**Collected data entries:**
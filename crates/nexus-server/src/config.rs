//! Configuration file parsing for the server.
//!
//! Loads the bind address and the `[pipeline]` table (provider credentials,
//! failover chains, timeouts) from TOML.

use nexus_pipeline::PipelineConfig;
use serde::{Deserialize, Serialize};
use std::path::Path;
use thiserror::Error;

/// Port used when neither the config file nor `PORT` sets one
pub const DEFAULT_PORT: u16 = 3000;

/// Server configuration error
#[derive(Debug, Error)]
pub enum ConfigError {
    /// Failed to read config file
    #[error("Failed to read config file: {0}")]
    FileRead(#[from] std::io::Error),

    /// Failed to parse TOML
    #[error("Failed to parse config TOML: {0}")]
    TomlParse(#[from] toml::de::Error),

    /// Values parsed but are not usable
    #[error("Invalid configuration: {0}")]
    Invalid(String),
}

/// Server configuration loaded from TOML
#[derive(Debug, Clone, Serialize, Deserialize)]
pub struct ServerConfig {
    /// Bind address (e.g., "127.0.0.1")
    #[serde(default = "default_bind_address")]
    pub bind_address: String,

    /// Bind port (e.g., 3000)
    #[serde(default = "default_port")]
    pub bind_port: u16,

    /// Generation pipeline settings
    #[serde(default)]
    pub pipeline: PipelineConfig,
}

fn default_bind_address() -> String {
    "127.0.0.1".to_string()
}

fn default_port() -> u16 {
    DEFAULT_PORT
}

impl ServerConfig {
    /// Load configuration from a TOML file
    pub fn from_file<P: AsRef<Path>>(path: P) -> Result<Self, ConfigError> {
        let contents = std::fs::read_to_string(path)?;
        let config: ServerConfig = toml::from_str(&contents)?;

        config.pipeline.validate().map_err(ConfigError::Invalid)?;

        Ok(config)
    }

    /// Create a default configuration for testing
    ///
    /// No provider has a credential, so every request is answered by the
    /// simulation.
    pub fn default_test_config() -> Self {
        ServerConfig {
            bind_address: default_bind_address(),
            bind_port: DEFAULT_PORT,
            pipeline: PipelineConfig::default(),
        }
    }

    /// Apply `PORT` and the provider API key variables from the environment
    pub fn with_env_overrides(self) -> Self {
        self.with_overrides(|var| std::env::var(var).ok())
    }

    /// Apply overrides from `lookup`
    pub fn with_overrides<F>(mut self, lookup: F) -> Self
    where
        F: Fn(&str) -> Option<String>,
    {
        if let Some(port) = lookup("PORT").and_then(|p| p.trim().parse().ok()) {
            self.bind_port = port;
        }
        self.pipeline.providers = self.pipeline.providers.with_overrides(&lookup);
        self
    }

    /// Get the full bind address (address:port)
    pub fn bind_addr(&self) -> String {
        format!("{}:{}", self.bind_address, self.bind_port)
    }
}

**TASK DIRECTIONS:** Search the entries for the word "Apply", then list each line that holds it.

**ANSWER TO THE PROBLEM:**
    /// Apply `PORT` and the provider API key variables from the environment
    /// Apply overrides from `lookup`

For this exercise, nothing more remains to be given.